SECOND WIND - Barbara Gonzalez-Ventura - The Philippine Star

It was so hot today.  Walking the few meters to my car I feared my brains would fry. When I get home big drops of rain fall, followed by flashes of lightning and the noisiest thunder; but within half an hour suddenly it’s clear again, hot again. This shuttling between boiling hot and loudly wet is seriously irritating me. What song should I sing?

I know. Ella Fitzgerald’s It’s Too Darn Hot, a song from Kiss Me, Kate, an old musical replayed wonderfully well on YouTube. Ella sings, “I want to sup with my baby tonight, drink the cup with my baby tonight, but it’s too darn hot...” I remember that song. I’ve been listening to it lately because I love Ella Fitzgerald’s jazz voice, rediscovered her when I was preparing for our show that is now dead.

I listen to It’s Too Darn Hot and find myself in a better mood. I just listened to a clinical psychotherapist named Mary Anne Rafols, nicknamed Monet or Monette, who talked to the seniors at The Sunshine Place on the subject of “Music as Therapy.” She said music connects you to your life again and again. And, I suppose, you can work out your life either by singing the songs that pop into your head at the thought of a situation or by playing the song and listening to them. Or you can write your life story by turning it into a musical. That would be so much fun.

Let’s spell her name as Monette; give it a French look. Monette says that music is a gift, our own way of expressing what’s happened or is happening or we hope will happen to us. She asked us to write down the title of the first song that popped into our heads. My dear American friend, Maggie, who I sat beside, said, “Put your sweet lips closer to the phone...” Those were lines from a song I vaguely remembered and it brought the brightest smile to my face and the shyest smile to hers. 

I wrote down Someone to Watch Over Me.  I thought, Oooops, is that what I want? It must be or I wouldn’t have written it down. It tells me that maybe that’s what I miss. While I live happily alone maybe I miss having someone to watch over me. Suddenly I think of my mother’s life in Vancouver. She also lived alone but in a senior’s community so she had many friends. She even had a boyfriend. She had someone to watch over her. We don’t have senior communities here and while I live in a condo... no, my driver probably watches over me and the guards and maintenance men downstairs. They watch over me.

Monette and I think everyone should sing. Singing flies from your soul. I love living alone because it allows me to sing from the bottom of my toes. No one complains. I don’t sing very well. Sometimes I’m out of tune. Other times my voice cracks or goes flat.
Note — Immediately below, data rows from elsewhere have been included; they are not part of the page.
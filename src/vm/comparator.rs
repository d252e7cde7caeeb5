use std::{cmp::Ordering, fmt::Display};

use crate::core::storage::tuple::Tuple;

#[derive(Debug, Clone, Copy, PartialEq, Eq, Default)]
pub enum Direction {
    #[default]
    Asc,
    Desc,
}

/// Orders tuples of one schema on a list of field positions, all of them in
/// the same direction.
#[derive(Debug, Clone, PartialEq)]
pub struct TupleComparator {
    indexes: Vec<usize>,
    direction: Direction,
}

impl TupleComparator {
    pub fn new(indexes: Vec<usize>, direction: Direction) -> Self {
        Self { indexes, direction }
    }

    pub fn indexes(&self) -> &[usize] {
        &self.indexes
    }

    pub fn direction(&self) -> Direction {
        self.direction
    }

    pub fn cmp(&self, tuple: &Tuple, other: &Tuple) -> Ordering {
        let ordering = tuple.compare(other, &self.indexes, &self.indexes);

        match self.direction {
            Direction::Asc => ordering,
            Direction::Desc => ordering.reverse(),
        }
    }
}

impl Display for Direction {
    fn fmt(&self, f: &mut std::fmt::Formatter<'_>) -> std::fmt::Result {
        f.write_str(match self {
            Self::Asc => "ASC",
            Self::Desc => "DESC",
        })
    }
}
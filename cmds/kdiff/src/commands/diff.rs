//! Diff command handler.
//!
//! Loads the environment's objects, connects to its cluster and prints the
//! differences between the two.

use std::{
	io::{IsTerminal, Write},
	path::PathBuf,
	sync::Arc,
};

use anyhow::{Context, Result};
use clap::{ArgAction, Args, ValueEnum};
use tracing::{info, instrument};

use super::util::{create_tokio_runtime, UsageError};
use crate::{
	components,
	config::{self, LoadedApp},
	diff::{diff_objects, DiffIgnores, DiffOptions},
	filter::{ComponentFilter, KindFilter},
	k8s::{
		client::ClusterConnection,
		remote::{KubeRemote, RemoteClient},
	},
	model::{K8sMeta, LocalObject, BASELINE},
	spec::EnvironmentSpec,
};

/// When to paint the diff output.
#[derive(Debug, Clone, Copy, PartialEq, Eq, Default, ValueEnum)]
pub enum ColorMode {
	/// Color when stdout is a terminal.
	#[default]
	Auto,
	Always,
	Never,
}

impl ColorMode {
	pub fn should_colorize(self) -> bool {
		match self {
			ColorMode::Auto => std::io::stdout().is_terminal(),
			ColorMode::Always => true,
			ColorMode::Never => false,
		}
	}
}

#[derive(Args, Debug)]
pub struct DiffArgs {
	/// Environment to compare with its cluster
	pub environment: String,

	/// Directory to start searching for kdiff.yaml from
	#[arg(long, default_value = ".")]
	pub root: PathBuf,

	/// Lines of context around changes, 0 for none
	#[arg(long, visible_alias = "context", default_value_t = kdiff_render::DEFAULT_CONTEXT)]
	pub context_lines: usize,

	/// Number of objects compared at the same time
	#[arg(long, default_value_t = 5)]
	pub parallel: usize,

	/// Show secret values instead of their fingerprints
	#[arg(short = 'S', long)]
	pub show_secrets: bool,

	/// Report objects that exist in the cluster but no longer locally
	#[arg(long, default_value_t = true, action = ArgAction::Set)]
	pub show_deletes: bool,

	/// Leave all labels out of the comparison
	#[arg(long)]
	pub ignore_all_labels: bool,

	/// Leave a label out of the comparison
	#[arg(long = "ignore-label", value_name = "NAME")]
	pub ignore_labels: Vec<String>,

	/// Leave all annotations out of the comparison
	#[arg(long)]
	pub ignore_all_annotations: bool,

	/// Leave an annotation out of the comparison
	#[arg(long = "ignore-annotation", value_name = "NAME")]
	pub ignore_annotations: Vec<String>,

	/// Only diff objects of these components
	#[arg(short = 'c', long = "component", value_name = "NAME")]
	pub components: Vec<String>,

	/// Skip objects of these components
	#[arg(short = 'C', long = "exclude-component", value_name = "NAME")]
	pub exclude_components: Vec<String>,

	/// Only diff objects of these kinds
	#[arg(short = 'k', long = "kind", value_name = "KIND")]
	pub kinds: Vec<String>,

	/// Skip objects of these kinds
	#[arg(short = 'K', long = "exclude-kind", value_name = "KIND")]
	pub exclude_kinds: Vec<String>,

	/// Controls color in diff output
	#[arg(long, default_value = "auto", value_enum)]
	pub color: ColorMode,
}

/// Everything decided before talking to the cluster.
#[derive(Debug)]
pub struct DiffPlan {
	pub environment: EnvironmentSpec,
	pub options: DiffOptions,
	/// Every object of the environment.
	pub objects: Vec<LocalObject>,
}

impl DiffPlan {
	/// Objects passing the component and kind filters.
	pub fn selected(&self, objects: &[LocalObject]) -> Vec<LocalObject> {
		objects
			.iter()
			.filter(|o| {
				self.options.component_filter.matches(o.component())
					&& self.options.kind_filter.matches(&o.key().kind)
			})
			.cloned()
			.collect()
	}
}

/// Run the diff command.
pub fn run<W: Write + Send + 'static>(args: DiffArgs, verbose: u8, writer: W) -> Result<()> {
	let plan = prepare(&args, verbose)?;
	let runtime = create_tokio_runtime()?;
	runtime.block_on(diff_environment(plan, writer))
}

/// Validate arguments, read `kdiff.yaml` and load the environment's objects.
pub fn prepare(args: &DiffArgs, verbose: u8) -> Result<DiffPlan> {
	if args.environment == BASELINE {
		return Err(
			UsageError::new("cannot diff the baseline environment, use a real environment").into(),
		);
	}
	let component_filter =
		ComponentFilter::new(args.components.clone(), args.exclude_components.clone())
			.map_err(|e| UsageError::new(e.to_string()))?;
	let kind_filter = KindFilter::new(args.kinds.clone(), args.exclude_kinds.clone())
		.map_err(|e| UsageError::new(e.to_string()))?;

	let loaded = config::load_from_directory(&args.root)?;
	let environment = find_environment(&loaded, &args.environment)?.clone();

	let objects = components::load(
		&loaded.app,
		&args.environment,
		&environment,
		&loaded.components_dir(),
	)
	.with_context(|| format!("loading components of environment {}", args.environment))?;

	let options = DiffOptions::builder()
		.application(loaded.app.name())
		.environment(&args.environment)
		.default_namespace(&environment.default_namespace)
		.context_lines(args.context_lines)
		.colorize(args.color.should_colorize())
		.parallel(args.parallel)
		.show_secrets(args.show_secrets)
		.show_deletes(args.show_deletes)
		.ignores(DiffIgnores {
			all_labels: args.ignore_all_labels,
			all_annotations: args.ignore_all_annotations,
			label_names: args.ignore_labels.clone(),
			annotation_names: args.ignore_annotations.clone(),
		})
		.verbose(verbose)
		.kind_filter(kind_filter)
		.component_filter(component_filter)
		.build();

	Ok(DiffPlan {
		environment,
		options,
		objects,
	})
}

fn find_environment<'a>(loaded: &'a LoadedApp, name: &str) -> Result<&'a EnvironmentSpec, UsageError> {
	loaded.app.environment(name).ok_or_else(|| {
		let known: Vec<_> = loaded.app.spec.environments.keys().map(String::as_str).collect();
		UsageError::new(format!(
			"invalid environment {name:?}, known environments: {}",
			known.join(", ")
		))
	})
}

#[instrument(skip_all, fields(env = %plan.options.environment))]
async fn diff_environment<W: Write + Send + 'static>(plan: DiffPlan, writer: W) -> Result<()> {
	let connection = ClusterConnection::from_environment(&plan.environment)
		.await
		.with_context(|| format!("connecting to cluster of {}", plan.options.environment))?;
	info!(cluster = %connection.cluster_identifier(), "connected");

	let remote = KubeRemote::new(
		&connection,
		&plan.options.default_namespace,
		&plan.objects,
		plan.options.show_deletes,
		plan.options.parallel,
	)
	.await
	.context("discovering cluster resources")?;

	let selected = plan.selected(&plan.objects);
	let remote: Arc<dyn RemoteClient> = Arc::new(remote);
	diff_objects(remote, &plan.objects, selected, &plan.options, writer)
		.await
		.into_result()?;
	Ok(())
}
But who cares? The important thing to me is that singing helps me express myself. When women say, “I don’t sing,” I feel they’re being unkind to themselves.  Everyone can sing if they want to. Maybe they can’t carry a tune. Who cares? The important thing is they express what’s in their heart at the moment.

And you know, singing helps you revive bonds of affection with people you love. The song Embraceable You reminds me of my mother.  Whenever I sing it I remember her and I get flashbacks of her life — how beautiful she looked when I was young, the sound of her laughter, the wonderful times we had together.

Sometimes when I think about my career I sing The Hungry Years, a song written by Neil Sedaka but made popular by Rita Coolidge. But I rewrite the words. The song is about a young couple trying to build a life together so they worked hard to grow out of being penniless to being very successful. I sing that to be about me alone working to rise out of being left penniless with four children to being successful enough to have a good life. But every once in a while, I miss the hungry years, the once upon a time, the lovely long ago, I didn’t have a dime, the days of me alone, I lost along the way... Those years were wonderful when replayed in my memory.

Monette draws a chart on the whiteboard. It shows your past, your present, your future. She tells us to sing about the past because the music enlivens memories. We all need that once in a while. And sure, sing about the future maybe in terms of Que Sera Sera, that old Doris Day song. But most important of all, she says, embrace the now. And now?  It’s too darn hot!